Shahbaz Sharif is ‘my hero’
In the NYT interview, Maryam insisted that reports of differences within her family were exaggerated.
“It’s not a divided house,” she said referring to her family, adding that that family takes pride in family values and ethos.
Maryam appeared vehemently positive about the idea of her uncle, Punjab Chief Minister Shahbaz Sharif, possibly becoming the next prime minister, saying: “He’s the most competent person. He’s my hero. I love him to death.”
Earlier this month, the Sharif family scions — Maryam and Hamza Shahbaz — had sat face to face for the first time since the Panama Papers case rocked the country’s political landscape and led to the disqualification of Nawaz Sharif.
Shahbaz had ‘mediated’ between the ‘rival’ cousins during the meeting, which came amid rumours of infighting in the family.
Maryam also opened up about her lifestyle in the interview, saying she now has time to focus on her work, thanks to her marriage at an early age.
“I gave all my time to my kids when they were growing up,” she told NYT. “Now, I am independent. I have more time for myself, for my work. I could not be doing all this today if I still had small children.”

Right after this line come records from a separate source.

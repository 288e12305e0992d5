//! Hooks, status bar query and startup flags supplied by configuration.

pub mod bridge;
pub mod flags;
pub mod hooks;

pub use bridge::{guarded, ExtensionBridge, MAX_CALL_DEPTH};
pub use flags::{ConfigFlag, FlagValue, Flags};
pub use hooks::{callback, status_query, Callback, Hook, Hooks, StatusQuery, StatusText};
//! Keeps decoded images around the current position.
//!
//! The manager is pure state: it decides which loads to issue and applies the
//! results it is handed, while the engine moves requests and results across the
//! worker queue.
//!
//! Each navigation bumps a global generation counter. A request records the
//! generation it was issued under in `pending`, and a result is applied only if
//! that record is still in place. Leaving the window or reloading drops the
//! record, so late results for it are discarded without touching the cache.

use std::collections::HashMap;
use std::ops::Range;

use tracing::{debug, trace, warn};

use super::cache::ImageCache;
use super::decoder::{Decoded, ImageKind};
use super::queue::{LoadRequest, LoadResult};
use crate::error::EngineError;
use crate::geometry::Size;
use crate::models::Image;
use crate::transform::ImageTransform;

/// Cache entries kept beyond the window unless configured otherwise
pub const DEFAULT_CACHE_SLACK: usize = 2;

/// A decoded full image together with its view transform
#[derive(Debug, Clone)]
pub struct FullImage {
    pub decoded: Decoded,
    pub transform: ImageTransform,
}

/// The position the window is centred on
#[derive(Debug, Clone, PartialEq, Eq)]
pub enum Focus {
    /// Image mode: full images around `current`
    Image { current: usize },
    /// Gallery mode: thumbnails for the visible tiles
    Gallery { cursor: usize, visible: Range<usize> },
}

impl Focus {
    pub fn kind(&self) -> ImageKind {
        match self {
            Self::Image { .. } => ImageKind::Full,
            Self::Gallery { .. } => ImageKind::Thumbnail,
        }
    }

    pub fn current(&self) -> usize {
        match self {
            Self::Image { current } => *current,
            Self::Gallery { cursor, .. } => *cursor,
        }
    }
}

/// What applying a load result did
#[derive(Debug, Clone, PartialEq)]
pub enum Applied {
    /// Superseded by a later navigation or reload; nothing changed
    Stale,
    Loaded { index: usize, kind: ImageKind },
    Failed {
        index: usize,
        kind: ImageKind,
        error: EngineError,
    },
}

pub struct PreloadManager {
    images: Vec<Image>,
    forward: usize,
    backward: usize,
    slack: usize,
    generation: u64,
    /// Outstanding requests and the generation they were issued under
    pending: HashMap<(ImageKind, usize), u64>,
    full: ImageCache<FullImage>,
    thumbnails: ImageCache<Decoded>,
    focus: Focus,
}

impl PreloadManager {
    pub fn new(images: Vec<Image>, forward: usize, backward: usize, slack: usize) -> Self {
        let window = forward + backward + 1;
        Self {
            images,
            forward,
            backward,
            slack,
            generation: 0,
            pending: HashMap::new(),
            full: ImageCache::new(window + slack),
            thumbnails: ImageCache::new(1 + slack),
            focus: Focus::Image { current: 0 },
        }
    }

    pub fn total(&self) -> usize {
        self.images.len()
    }

    pub fn image(&self, index: usize) -> Option<&Image> {
        self.images.get(index)
    }

    pub fn generation(&self) -> u64 {
        self.generation
    }

    pub fn range(&self) -> (usize, usize) {
        (self.forward, self.backward)
    }

    /// Change the window extents. Takes effect on the next `update`.
    pub fn set_range(&mut self, forward: usize, backward: usize) {
        self.forward = forward;
        self.backward = backward;
        self.full.set_capacity(forward + backward + 1 + self.slack);
    }

    /// Indices of full images that should be loaded around `current`
    pub fn full_window(&self, current: usize) -> Range<usize> {
        let total = self.total();
        let start = current.saturating_sub(self.backward);
        let end = current.saturating_add(self.forward).saturating_add(1).min(total);
        start..end
    }

    fn window(&self) -> Range<usize> {
        match &self.focus {
            Focus::Image { current } => self.full_window(*current),
            Focus::Gallery { visible, .. } => visible.start..visible.end.min(self.total()),
        }
    }

    pub fn is_loaded(&self, kind: ImageKind, index: usize) -> bool {
        match kind {
            ImageKind::Full => self.full.contains(index),
            ImageKind::Thumbnail => self.thumbnails.contains(index),
        }
    }

    /// Loaded indices in ascending order
    pub fn loaded(&self, kind: ImageKind) -> Vec<usize> {
        match kind {
            ImageKind::Full => self.full.indices(),
            ImageKind::Thumbnail => self.thumbnails.indices(),
        }
    }

    pub fn full_image(&self, index: usize) -> Option<&FullImage> {
        self.full.peek(index)
    }

    pub fn full_image_mut(&mut self, index: usize) -> Option<&mut FullImage> {
        self.full.peek_mut(index)
    }

    pub fn thumbnail(&self, index: usize) -> Option<&Decoded> {
        self.thumbnails.peek(index)
    }

    pub fn pending_count(&self) -> usize {
        self.pending.len()
    }

    pub fn is_pending(&self, kind: ImageKind, index: usize) -> bool {
        self.pending.contains_key(&(kind, index))
    }

    /// Move the window to `focus` and return the loads to issue, closest first.
    pub fn update(&mut self, focus: Focus) -> Vec<LoadRequest> {
        self.generation += 1;
        self.focus = focus;

        let kind = self.focus.kind();
        let window = self.window();

        // Outstanding loads that left the window are abandoned
        self.pending
            .retain(|&(k, index), _| k != kind || window.contains(&index));

        let current = self.focus.current();
        match kind {
            ImageKind::Full => self.full.touch(current),
            ImageKind::Thumbnail => {
                self.thumbnails.set_capacity(window.len() + self.slack);
                self.thumbnails.touch(current);
            }
        }

        self.evict(kind);

        let mut wanted: Vec<usize> = window
            .filter(|&index| self.needs_load(kind, index))
            .collect();
        wanted.sort_by_key(|&index| index.abs_diff(current));

        debug!(
            generation = self.generation,
            ?kind,
            current,
            requests = wanted.len(),
            "Recomputed preload window"
        );

        wanted
            .into_iter()
            .map(|index| self.request(kind, index))
            .collect()
    }

    fn needs_load(&self, kind: ImageKind, index: usize) -> bool {
        !self.is_loaded(kind, index)
            && !self.is_pending(kind, index)
            && !self.images[index].is_unloadable()
    }

    fn request(&mut self, kind: ImageKind, index: usize) -> LoadRequest {
        self.pending.insert((kind, index), self.generation);
        LoadRequest {
            index,
            path: self.images[index].path().to_path_buf(),
            kind,
            generation: self.generation,
        }
    }

    fn evict(&mut self, kind: ImageKind) {
        let current = self.focus.current();
        let window = if kind == self.focus.kind() {
            self.window()
        } else {
            0..0
        };
        let protected = |index: usize| index == current || window.contains(&index);

        let evicted = match kind {
            ImageKind::Full => self.full.evict(protected),
            ImageKind::Thumbnail => self.thumbnails.evict(protected),
        };
        if !evicted.is_empty() {
            debug!(?kind, ?evicted, "Evicted cache entries");
        }
    }

    /// Apply a finished load. `initial` builds the transform for a new full image
    /// from its natural size.
    pub fn apply(
        &mut self,
        result: LoadResult,
        initial: impl FnOnce(Size) -> ImageTransform,
    ) -> Applied {
        let key = (result.kind, result.index);
        if self.pending.get(&key) != Some(&result.generation) {
            trace!(
                index = result.index,
                generation = result.generation,
                "Dropped stale load result"
            );
            return Applied::Stale;
        }
        self.pending.remove(&key);

        let LoadResult {
            index,
            kind,
            outcome,
            ..
        } = result;

        match outcome {
            Ok(decoded) => {
                self.images[index].set_metadata(decoded.metadata());
                match kind {
                    ImageKind::Full => {
                        let transform = initial(decoded.size());
                        self.full.insert(index, FullImage { decoded, transform });
                    }
                    ImageKind::Thumbnail => self.thumbnails.insert(index, decoded),
                }
                self.evict(kind);
                debug!(index, ?kind, "Loaded image");
                Applied::Loaded { index, kind }
            }
            Err(error) => {
                warn!(index, ?kind, %error, "Failed to load image");
                self.images[index].mark_unloadable();
                Applied::Failed { index, kind, error }
            }
        }
    }

    /// Forget the current image and load it again from scratch.
    pub fn reload(&mut self) -> LoadRequest {
        let kind = self.focus.kind();
        let index = self.focus.current();

        self.generation += 1;
        self.pending.remove(&(kind, index));
        match kind {
            ImageKind::Full => {
                self.full.remove(index);
            }
            ImageKind::Thumbnail => {
                self.thumbnails.remove(index);
            }
        }
        self.images[index].reset_load_state();

        debug!(index, ?kind, generation = self.generation, "Reloading image");
        self.request(kind, index)
    }
}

Commenting on her proclivity towards owning designer handbags and lavish jewellery, Maryam said: “I’m a woman, I’m human.”
Maryam told the NYT her grandfather first saw in her the potential to be a political worker and assigned her important roles in the family’s operations. Her father Sharif, too, later started to recognise her skills.
She said she is now able to convey advice and criticism to her father, who sometimes changes his mind accordingly.